Segment Start: Records

//! Commands for the Session context.

use questline_core::command::Command;
use uuid::Uuid;

/// Command to start a new game session.
#[derive(Debug, Clone)]
pub struct StartGame {
    /// The correlation ID for tracing.
    pub correlation_id: Uuid,
    /// Requested theme identifier.
    pub theme: String,
    /// Display name for the player character; blank means the default.
    pub character_name: String,
}

impl Command for StartGame {
    fn command_type(&self) -> &'static str {
        "session.start_game"
    }

    fn correlation_id(&self) -> Uuid {
        self.correlation_id
    }
}

/// Command to answer the pending turn of a session.
#[derive(Debug, Clone)]
pub struct TakeAction {
    /// The correlation ID for tracing.
    pub correlation_id: Uuid,
    /// The session to advance.
    pub session_id: Uuid,
    /// What the player does.
    pub action: String,
}

impl Command for TakeAction {
    fn command_type(&self) -> &'static str {
        "session.take_action"
    }

    fn correlation_id(&self) -> Uuid {
        self.correlation_id
    }
}

#[cfg(test)]
mod tests {
    use super::*;

    #[test]
    fn test_commands_report_type_and_correlation_id() {
        let correlation_id = Uuid::new_v4();
        let start = StartGame {
            correlation_id,
            theme: "cyberpunk".into(),
            character_name: String::new(),
        };
        let action = TakeAction {
            correlation_id,
            session_id: Uuid::new_v4(),
            action: "Look".into(),
        };

        assert_eq!(start.command_type(), "session.start_game");
        assert_eq!(action.command_type(), "session.take_action");
        assert_eq!(start.correlation_id(), correlation_id);
        assert_eq!(Command::correlation_id(&action), correlation_id);
    }
}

Segment End: Records

== What is needed ==
Return, from the data, each line that has the word "into" in it.

== Answer to the exercise ==
            theme: "cyberpunk".into(),
            action: "Look".into(),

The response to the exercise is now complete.